# Diagonalization of Quaternion Hermitian matrices

How do I go about diagonalizing such a matrix.

I ask because I need to sort out the following problem:

Let $D$ be the quaternion algebra over $\mathbb{Q}$ with $i^2 = -1, j^2 = -11, ij=-ji=k$.

Let $\mathfrak{O} = \langle 1,i,\frac{1+j}{2},\frac{i+k}{2}\rangle_{\mathbb{Z}}$ be a maximal order.

Consider the Hermitian matrix:

$A = \begin{pmatrix} 11 & -j-3k \\ j+3k & 11 \end{pmatrix}$.

I need to find all matrices $u\in M_2(\mathfrak{O})$ such that $uA\bar{u}^T = A$. This is proving difficult (there should be $48$ such matrices but extensive checks have only produced $8$ and those are easy diagonal/anti-diagonal ones!)

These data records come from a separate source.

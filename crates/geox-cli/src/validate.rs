//! # validate-ruleset Subcommand
//!
//! Prints `{"status", "ruleset_ref", "error_code"?}` for one ruleset file.
//! Exit code 0 only for `APPLIED`.

use std::path::PathBuf;

use anyhow::Result;
use clap::Args;

use geox_control::RulesetStatus;
use geox_harness::{load_ruleset, LoadSummary};

#[derive(Args, Debug)]
pub struct ValidateRulesetArgs {
    /// Ruleset JSON file.
    pub file: PathBuf,

    /// YAML constitution tables replacing the v0 taxonomy and input paths.
    #[arg(long)]
    pub constitution: Option<PathBuf>,
}

pub fn validate_ruleset(args: &ValidateRulesetArgs) -> Result<LoadSummary> {
    let constitution = crate::load_constitution(args.constitution.as_deref())?;
    Ok(load_ruleset(&args.file, &constitution)?.summary())
}

pub fn run_validate_ruleset(args: &ValidateRulesetArgs) -> Result<u8> {
    let summary = validate_ruleset(args)?;
    crate::print_json(&summary)?;
    Ok(match summary.status {
        RulesetStatus::Applied => 0,
        RulesetStatus::Missing | RulesetStatus::Invalid => 1,
    })
}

I think I can do it easily if I diagonalize $A$.

But how do I find $P\in$ $GL_2(D)$ such that $\bar{P}^T A P$ is diagonal with rational entries? Apparently such a matrix exists. Does the non-commutativity create problems with the usual construction?

-

Note that $U=\pmatrix{1&t\cr 0&1}$ and $X=\pmatrix{a&b\cr c&d}$ has $UX\bar U^T=\pmatrix{?&b+dt\cr c&d}\pmatrix{1&0\cr -t&1}=\pmatrix{?&b+dt\cr c-dt&?}$ (for $t$ with trace 0). So just make $t=(j+3k)/11$ in your example, killing the terms off the diagonal. Maybe I transposed this, but you can work it out.